# UI Text Search Benchmark - Arize

This notebook tests the performance of text search functionality in Arize UI by:
1. Loading span data (manually downloaded from UI)
2. Duplicating rows to reach target number of records
3. Modifying input fields to contain 25k characters
4. Adding unique searchable keywords to specific rows
5. Spreading timestamps over the past 90 days from today
6. Uploading to Arize using log_spans method (arize[Tracing])
7. Manual testing of search in UI

## Prerequisites
- Download span data from Arize UI as CSV/DataFrame
- Set up environment variables for Arize API credentials

## Quick Start
1. Download span data from Arize UI (CSV export)
2. Update `DATA_FILE_PATH` in cell 4 to point to your downloaded file
3. Update `TARGET_ROWS` in cell 2 to set desired dataset size (default: 10M)
4. Run all cells to prepare and upload data
5. Follow the manual testing instructions at the end


In [None]:
!uv pip install pandas python-dotenv "arize[Tracing]" numpy

In [19]:
import time
import os
import pandas as pd
import numpy as np
from datetime import datetime, timedelta
import uuid
import random
import string
from contextlib import contextmanager
from dotenv import load_dotenv

# Load environment variables
load_dotenv()

# Benchmarking functions
@contextmanager
def timer():
    """Context manager to time execution"""
    start_time = time.time()
    yield
    end_time = time.time()
    execution_time = end_time - start_time
    print(f"Execution time: {execution_time:.2f} seconds")
    
# Configuration
TARGET_ROWS = 10_000  # Change this to test different sizes (e.g., 1_000_000, 10_000_000, 20_000_000)
TEXT_LENGTH = 25_000  # 25k characters
UNIQUE_KEYWORD_ROWS = 10  # Number of rows with unique keywords
TIMESTAMP_SPREAD_DAYS = 90  # Spread over past 90 days

# Unique keywords for search testing
UNIQUE_KEYWORDS = [
    "BENCHMARK_UNIQUE_ALPHA",
    "BENCHMARK_UNIQUE_BETA", 
    "BENCHMARK_UNIQUE_GAMMA",
    "BENCHMARK_UNIQUE_DELTA",
    "BENCHMARK_UNIQUE_EPSILON",
    "BENCHMARK_UNIQUE_ZETA",
    "BENCHMARK_UNIQUE_ETA",
    "BENCHMARK_UNIQUE_THETA",
    "BENCHMARK_UNIQUE_IOTA",
    "BENCHMARK_UNIQUE_KAPPA"
]

print(f"Target dataset size: {TARGET_ROWS:,} rows")
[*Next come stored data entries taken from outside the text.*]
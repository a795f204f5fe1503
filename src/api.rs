//! HTTP Backend
//!
//! `Backend` over the browser fetch API (reqwest's wasm32 client).

use async_trait::async_trait;
use reqwest::{Client, RequestBuilder};
use serde::de::DeserializeOwned;

use dashboard_core::{
    endpoints, AlertRecord, ApiError, ApiResult, Backend, InventoryItem, ItemQuery,
    SensorStatusSnapshot,
};

#[derive(Clone, Debug)]
pub struct HttpBackend {
    client: Client,
    origin: String,
}

impl HttpBackend {
    /// An empty `api_base` targets the page's own origin.
    pub fn new(api_base: &str) -> Self {
        Self {
            client: Client::new(),
            origin: resolve_origin(api_base),
        }
    }

    fn url(&self, path: &str) -> String {
        format!("{}{}", self.origin, path)
    }

    async fn send_json<T: DeserializeOwned>(&self, request: RequestBuilder, url: &str) -> ApiResult<T> {
        let response = request
            .send()
            .await
            .map_err(|e| ApiError::Transport(e.to_string()))?;

        let status = response.status();
        if !status.is_success() {
            return Err(ApiError::Status {
                status: status.as_u16(),
                url: url.to_string(),
            });
        }

        response
            .json::<T>()
            .await
            .map_err(|e| ApiError::Decode(e.to_string()))
    }
}

fn resolve_origin(api_base: &str) -> String {
    if !api_base.is_empty() {
        return api_base.trim_end_matches('/').to_string();
    }
    web_sys::window()
        .and_then(|w| w.location().origin().ok())
        .unwrap_or_default()
}

#[async_trait(?Send)]
impl Backend for HttpBackend {
    async fn active_alerts(&self) -> ApiResult<Vec<AlertRecord>> {
        let url = self.url(endpoints::ALERTS);
        let request = self.client.get(&url).query(&[("status", "active")]);
        self.send_json(request, &url).await
    }

    async fn resolve_alert(&self, id: u32) -> ApiResult<AlertRecord> {
        let url = self.url(&endpoints::resolve_alert(id));
        let request = self.client.post(&url);
        self.send_json(request, &url).await
    }

    async fn items(&self, query: &ItemQuery) -> ApiResult<Vec<InventoryItem>> {
        let url = self.url(endpoints::ITEMS);
        let request = self.client.get(&url).query(&query.params());
        self.send_json(request, &url).await
    }

    async fn sensor_statuses(&self) -> ApiResult<Vec<SensorStatusSnapshot>> {
        let url = self.url(endpoints::SENSOR_STATUS);
        let request = self.client.get(&url);
        self.send_json(request, &url).await
    }
}
//! Dashboard Core
//!
//! View state for the facility monitoring dashboard, kept free of any
//! browser dependency so it can be exercised natively.

pub mod alerts;
pub mod backend;
pub mod config;
pub mod error;
pub mod inventory;
pub mod models;
pub mod poll;
pub mod sensors;
mod timestamp;

pub use alerts::{AlertBoard, AlertPhase};
pub use backend::{endpoints, Backend, NoticeLevel, NotificationSink};
pub use config::DashboardConfig;
pub use error::{ApiError, ApiResult};
pub use inventory::{
    InventoryBoard, InventoryBody, ItemQuery, RequestGate, RequestTicket, SortField, SortOrder,
    SortState,
};
pub use models::{
    AlertRecord, InventoryItem, ItemStatus, Location, SensorKind, SensorStatus,
    SensorStatusSnapshot, Severity,
};
pub use poll::{cancellable_poll, CancelToken};
pub use sensors::{SensorBoard, SensorCard, SensorIcon};
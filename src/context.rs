//! Application Context
//!
//! Shared config, backend and toasts provided via Leptos Context API.

use leptos::prelude::*;

use dashboard_core::DashboardConfig;

use crate::api::HttpBackend;
use crate::toasts::Toasts;

#[derive(Clone, Copy)]
pub struct DashboardContext {
    config: StoredValue<DashboardConfig>,
    /// reqwest's wasm client stays on the main thread
    backend: StoredValue<HttpBackend, LocalStorage>,
    pub toasts: Toasts,
}

impl DashboardContext {
    pub fn new(config: DashboardConfig) -> Self {
        let backend = HttpBackend::new(&config.api_base);
        let toasts = Toasts::new(config.toast_lifetime);
        Self {
            config: StoredValue::new(config),
            backend: StoredValue::new_local(backend),
            toasts,
        }
    }

    pub fn config(&self) -> DashboardConfig {
        self.config.get_value()
    }

    pub fn backend(&self) -> HttpBackend {
        self.backend.get_value()
    }
}

pub fn use_dashboard() -> DashboardContext {
    use_context::<DashboardContext>().expect("DashboardContext should be provided")
}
Target dataset size: 10,000 rows


## Step 1: Load Downloaded Data

First, download span data from Arize UI and save it as a CSV file. Update the path below to point to your downloaded file.


In [20]:
# Load the downloaded span data
# UPDATE THIS PATH to your downloaded CSV file
DATA_FILE_PATH = "datasets/tracing_export.csv"  # Change this to your actual file path

try:
    df_original = pd.read_csv(DATA_FILE_PATH)
    print(f"Loaded {len(df_original)} rows from {DATA_FILE_PATH}")
    print(f"Columns: {list(df_original.columns)}")
except FileNotFoundError:
    print(f"ERROR: File not found at {DATA_FILE_PATH}")
    print("Please download span data from Arize UI and update the DATA_FILE_PATH variable")
    raise


Loaded 22 rows from datasets/tracing_export.csv
Columns: ['name', 'spanKind', 'statusCode', 'start_time', 'parent_id', 'latency_ms', 'context.trace_id', 'context.span_id', 'attributes.session.id', 'attributes.openinference.span.kind', 'totalTokenCount', 'attributes.input.value', 'attributes.output.value', 'attributes.llm.token_count.total', 'attributes.llm.token_count.prompt', ':arize-computed:tokenization.prompt.encoder', ':arize-computed:tokenization.prompt.method', 'attributes.llm.token_count.completion', ':arize-computed:tokenization.completion.encoder', ':arize-computed:tokenization.completion.method', 'status_code']


In [21]:
# =============================================================================
# DATA PREPARATION FUNCTIONS
# =============================================================================

def generate_large_text(base_text, target_length, unique_keyword=None):
    """Generate text of specified length with optional unique keyword"""
    # Start with unique keyword if provided
    parts = [f"SEARCHABLE_CONTENT: {unique_keyword}\n\n"] if unique_keyword else []
    parts.append(str(base_text) if base_text else "")
    
    # Fill remaining space with lorem ipsum variations
    lorem_base = "Lorem ipsum dolor sit amet, consectetur adipiscing elit. "
    while sum(len(p) for p in parts) < target_length:
        random_word = ''.join(random.choices(string.ascii_lowercase, k=random.randint(5, 15)))
        parts.append(f"{lorem_base}Random_{random_word}. ")
    
    return ''.join(parts)[:target_length]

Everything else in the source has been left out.